**HOW TO COMPLETE THIS TASK:** For every line in the listing below that contains the word "locus", add one to the tally. State the final number and nothing else.

**DATA FOR THE TASK:**
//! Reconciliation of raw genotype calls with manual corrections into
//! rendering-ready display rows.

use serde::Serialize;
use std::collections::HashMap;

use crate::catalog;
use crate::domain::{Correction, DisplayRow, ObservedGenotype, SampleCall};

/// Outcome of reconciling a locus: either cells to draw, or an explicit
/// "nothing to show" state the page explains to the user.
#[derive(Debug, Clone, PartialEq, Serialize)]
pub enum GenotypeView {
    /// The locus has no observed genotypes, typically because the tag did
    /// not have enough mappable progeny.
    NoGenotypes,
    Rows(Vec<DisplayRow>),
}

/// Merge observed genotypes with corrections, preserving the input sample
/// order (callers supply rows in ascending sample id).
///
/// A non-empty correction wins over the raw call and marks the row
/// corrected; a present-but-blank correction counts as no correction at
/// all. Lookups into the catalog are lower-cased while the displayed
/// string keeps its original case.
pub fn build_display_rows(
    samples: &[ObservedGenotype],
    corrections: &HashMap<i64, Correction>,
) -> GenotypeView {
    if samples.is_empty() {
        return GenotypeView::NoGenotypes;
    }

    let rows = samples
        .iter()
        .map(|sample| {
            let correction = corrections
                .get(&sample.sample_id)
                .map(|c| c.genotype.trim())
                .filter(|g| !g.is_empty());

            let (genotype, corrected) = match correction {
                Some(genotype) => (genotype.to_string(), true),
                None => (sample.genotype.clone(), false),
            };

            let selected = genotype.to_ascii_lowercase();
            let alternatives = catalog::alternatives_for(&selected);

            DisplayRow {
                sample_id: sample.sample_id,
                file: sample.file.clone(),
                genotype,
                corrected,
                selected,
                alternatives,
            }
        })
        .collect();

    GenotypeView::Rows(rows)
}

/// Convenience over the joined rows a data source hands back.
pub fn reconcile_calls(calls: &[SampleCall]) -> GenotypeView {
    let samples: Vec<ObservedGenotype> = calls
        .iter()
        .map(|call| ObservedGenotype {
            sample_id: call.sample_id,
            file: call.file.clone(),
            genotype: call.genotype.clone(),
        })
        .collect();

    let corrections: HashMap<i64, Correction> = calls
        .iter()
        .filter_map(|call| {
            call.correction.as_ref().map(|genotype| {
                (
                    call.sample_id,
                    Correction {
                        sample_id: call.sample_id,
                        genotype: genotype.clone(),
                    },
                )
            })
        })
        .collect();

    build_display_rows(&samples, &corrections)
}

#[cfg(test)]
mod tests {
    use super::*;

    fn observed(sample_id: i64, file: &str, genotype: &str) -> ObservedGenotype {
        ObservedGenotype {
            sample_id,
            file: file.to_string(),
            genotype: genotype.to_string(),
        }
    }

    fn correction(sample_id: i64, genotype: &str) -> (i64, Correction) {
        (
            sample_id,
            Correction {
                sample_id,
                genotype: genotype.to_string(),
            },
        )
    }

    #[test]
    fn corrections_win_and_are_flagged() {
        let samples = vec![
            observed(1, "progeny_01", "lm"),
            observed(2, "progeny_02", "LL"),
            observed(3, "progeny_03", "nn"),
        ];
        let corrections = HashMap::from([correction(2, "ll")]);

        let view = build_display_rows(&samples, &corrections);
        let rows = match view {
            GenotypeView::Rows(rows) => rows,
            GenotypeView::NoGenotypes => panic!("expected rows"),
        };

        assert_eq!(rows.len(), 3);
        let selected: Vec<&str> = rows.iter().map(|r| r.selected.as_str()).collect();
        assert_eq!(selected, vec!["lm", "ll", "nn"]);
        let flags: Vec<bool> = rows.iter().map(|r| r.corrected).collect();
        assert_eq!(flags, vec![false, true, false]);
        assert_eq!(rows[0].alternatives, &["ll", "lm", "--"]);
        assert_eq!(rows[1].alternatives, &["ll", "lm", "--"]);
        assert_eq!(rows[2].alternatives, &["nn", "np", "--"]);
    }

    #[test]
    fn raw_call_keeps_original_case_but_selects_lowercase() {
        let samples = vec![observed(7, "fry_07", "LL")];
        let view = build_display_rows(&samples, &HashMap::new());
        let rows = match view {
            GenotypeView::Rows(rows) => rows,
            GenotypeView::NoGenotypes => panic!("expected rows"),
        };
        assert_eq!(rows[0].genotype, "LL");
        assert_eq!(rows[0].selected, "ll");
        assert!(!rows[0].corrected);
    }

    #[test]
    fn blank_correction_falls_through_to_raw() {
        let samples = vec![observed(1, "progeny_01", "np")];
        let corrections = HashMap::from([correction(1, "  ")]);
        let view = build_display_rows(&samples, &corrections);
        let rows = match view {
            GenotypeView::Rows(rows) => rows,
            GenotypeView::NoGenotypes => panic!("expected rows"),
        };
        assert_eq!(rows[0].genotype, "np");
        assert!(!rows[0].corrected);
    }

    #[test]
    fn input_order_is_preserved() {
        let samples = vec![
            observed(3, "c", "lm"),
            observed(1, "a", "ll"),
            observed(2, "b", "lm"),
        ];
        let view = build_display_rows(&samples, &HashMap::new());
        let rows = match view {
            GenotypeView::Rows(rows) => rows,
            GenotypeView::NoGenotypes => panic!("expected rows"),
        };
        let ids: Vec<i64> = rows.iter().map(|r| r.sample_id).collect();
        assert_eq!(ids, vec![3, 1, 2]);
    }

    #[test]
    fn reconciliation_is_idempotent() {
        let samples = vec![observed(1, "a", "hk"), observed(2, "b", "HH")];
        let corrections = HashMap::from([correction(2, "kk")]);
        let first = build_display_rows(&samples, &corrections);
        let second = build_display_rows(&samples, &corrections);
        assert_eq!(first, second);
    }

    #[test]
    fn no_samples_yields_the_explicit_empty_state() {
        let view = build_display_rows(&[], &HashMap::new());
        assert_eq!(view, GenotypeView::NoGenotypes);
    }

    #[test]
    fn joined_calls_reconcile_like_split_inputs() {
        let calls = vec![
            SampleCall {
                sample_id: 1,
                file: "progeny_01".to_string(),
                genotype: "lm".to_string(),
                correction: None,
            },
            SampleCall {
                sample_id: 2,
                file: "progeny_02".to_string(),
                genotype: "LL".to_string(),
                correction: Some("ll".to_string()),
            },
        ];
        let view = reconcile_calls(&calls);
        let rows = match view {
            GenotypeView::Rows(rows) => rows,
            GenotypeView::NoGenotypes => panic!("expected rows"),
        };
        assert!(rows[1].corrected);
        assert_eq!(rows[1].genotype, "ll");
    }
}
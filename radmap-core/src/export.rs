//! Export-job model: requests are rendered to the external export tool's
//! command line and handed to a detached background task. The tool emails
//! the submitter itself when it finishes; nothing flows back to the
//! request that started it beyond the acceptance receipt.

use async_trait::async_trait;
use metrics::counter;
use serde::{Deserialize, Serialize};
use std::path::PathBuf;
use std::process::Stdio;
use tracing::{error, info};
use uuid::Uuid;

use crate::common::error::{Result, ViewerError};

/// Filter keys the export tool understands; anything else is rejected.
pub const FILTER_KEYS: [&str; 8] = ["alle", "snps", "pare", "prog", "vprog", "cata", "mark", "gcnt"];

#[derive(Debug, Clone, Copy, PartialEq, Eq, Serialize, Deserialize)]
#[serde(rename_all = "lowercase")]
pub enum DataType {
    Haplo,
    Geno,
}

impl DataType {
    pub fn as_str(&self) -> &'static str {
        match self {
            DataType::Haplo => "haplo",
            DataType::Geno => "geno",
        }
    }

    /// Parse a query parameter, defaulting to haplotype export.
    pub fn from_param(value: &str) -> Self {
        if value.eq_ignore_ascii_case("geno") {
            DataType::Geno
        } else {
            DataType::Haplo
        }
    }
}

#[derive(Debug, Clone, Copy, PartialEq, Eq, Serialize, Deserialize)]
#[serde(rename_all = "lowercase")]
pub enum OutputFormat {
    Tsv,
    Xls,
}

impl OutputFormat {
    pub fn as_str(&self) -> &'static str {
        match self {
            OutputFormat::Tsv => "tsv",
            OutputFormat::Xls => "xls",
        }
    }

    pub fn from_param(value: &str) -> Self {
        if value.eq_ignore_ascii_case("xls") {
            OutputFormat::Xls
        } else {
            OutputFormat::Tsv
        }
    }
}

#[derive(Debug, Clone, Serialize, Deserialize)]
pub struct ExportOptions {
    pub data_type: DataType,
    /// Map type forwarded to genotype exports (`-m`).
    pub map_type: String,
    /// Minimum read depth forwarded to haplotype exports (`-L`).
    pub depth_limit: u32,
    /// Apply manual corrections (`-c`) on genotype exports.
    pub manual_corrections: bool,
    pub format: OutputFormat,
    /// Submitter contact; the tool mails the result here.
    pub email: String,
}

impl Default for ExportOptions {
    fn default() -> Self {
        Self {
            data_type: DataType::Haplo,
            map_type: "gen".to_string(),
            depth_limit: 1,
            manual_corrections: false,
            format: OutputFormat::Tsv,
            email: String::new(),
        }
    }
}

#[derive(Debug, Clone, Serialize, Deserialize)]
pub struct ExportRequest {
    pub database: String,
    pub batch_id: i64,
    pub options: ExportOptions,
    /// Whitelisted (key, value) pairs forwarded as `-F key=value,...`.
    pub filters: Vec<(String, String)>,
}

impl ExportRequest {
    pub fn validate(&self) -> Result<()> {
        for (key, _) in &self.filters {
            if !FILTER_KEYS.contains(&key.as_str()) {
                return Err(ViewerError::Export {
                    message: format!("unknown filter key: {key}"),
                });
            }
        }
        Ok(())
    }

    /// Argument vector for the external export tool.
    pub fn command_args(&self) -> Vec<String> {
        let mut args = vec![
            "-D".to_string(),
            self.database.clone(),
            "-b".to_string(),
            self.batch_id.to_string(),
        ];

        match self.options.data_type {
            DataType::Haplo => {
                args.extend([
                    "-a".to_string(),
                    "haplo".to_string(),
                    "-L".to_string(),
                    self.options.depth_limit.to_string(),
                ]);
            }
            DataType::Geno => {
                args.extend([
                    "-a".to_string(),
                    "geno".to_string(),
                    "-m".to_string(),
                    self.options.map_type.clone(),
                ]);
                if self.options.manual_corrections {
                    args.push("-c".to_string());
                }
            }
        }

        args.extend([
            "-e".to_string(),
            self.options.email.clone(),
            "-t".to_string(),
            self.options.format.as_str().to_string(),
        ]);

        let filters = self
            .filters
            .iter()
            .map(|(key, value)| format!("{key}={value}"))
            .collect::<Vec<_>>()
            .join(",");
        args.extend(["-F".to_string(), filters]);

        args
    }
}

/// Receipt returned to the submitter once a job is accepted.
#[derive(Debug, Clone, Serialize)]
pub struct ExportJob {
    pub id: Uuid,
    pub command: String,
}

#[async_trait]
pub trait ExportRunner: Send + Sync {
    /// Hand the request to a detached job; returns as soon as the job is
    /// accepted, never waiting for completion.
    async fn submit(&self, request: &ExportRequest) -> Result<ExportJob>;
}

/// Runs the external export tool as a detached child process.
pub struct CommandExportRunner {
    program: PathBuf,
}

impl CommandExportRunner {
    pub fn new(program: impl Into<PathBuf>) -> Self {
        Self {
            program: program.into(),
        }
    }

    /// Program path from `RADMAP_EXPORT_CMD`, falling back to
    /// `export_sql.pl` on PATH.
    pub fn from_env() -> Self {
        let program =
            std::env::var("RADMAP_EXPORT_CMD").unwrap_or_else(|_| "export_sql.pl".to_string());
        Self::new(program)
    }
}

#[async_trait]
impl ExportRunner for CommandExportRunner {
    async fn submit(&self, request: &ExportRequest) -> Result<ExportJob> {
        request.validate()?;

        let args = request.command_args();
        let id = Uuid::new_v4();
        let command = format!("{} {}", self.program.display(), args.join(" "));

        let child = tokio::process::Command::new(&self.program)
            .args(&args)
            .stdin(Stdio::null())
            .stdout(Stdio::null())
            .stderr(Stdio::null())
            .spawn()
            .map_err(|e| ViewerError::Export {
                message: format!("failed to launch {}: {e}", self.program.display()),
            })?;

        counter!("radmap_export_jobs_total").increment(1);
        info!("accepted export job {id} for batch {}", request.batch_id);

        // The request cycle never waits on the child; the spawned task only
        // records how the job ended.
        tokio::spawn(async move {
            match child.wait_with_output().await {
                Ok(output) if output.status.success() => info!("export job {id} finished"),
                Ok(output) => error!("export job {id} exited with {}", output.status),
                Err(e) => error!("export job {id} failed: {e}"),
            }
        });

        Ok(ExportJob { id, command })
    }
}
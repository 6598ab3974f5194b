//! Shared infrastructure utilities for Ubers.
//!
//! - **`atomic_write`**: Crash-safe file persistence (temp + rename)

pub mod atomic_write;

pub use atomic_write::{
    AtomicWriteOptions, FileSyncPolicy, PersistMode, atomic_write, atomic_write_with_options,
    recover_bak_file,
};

**ANSWER TO THE EXERCISE:** 2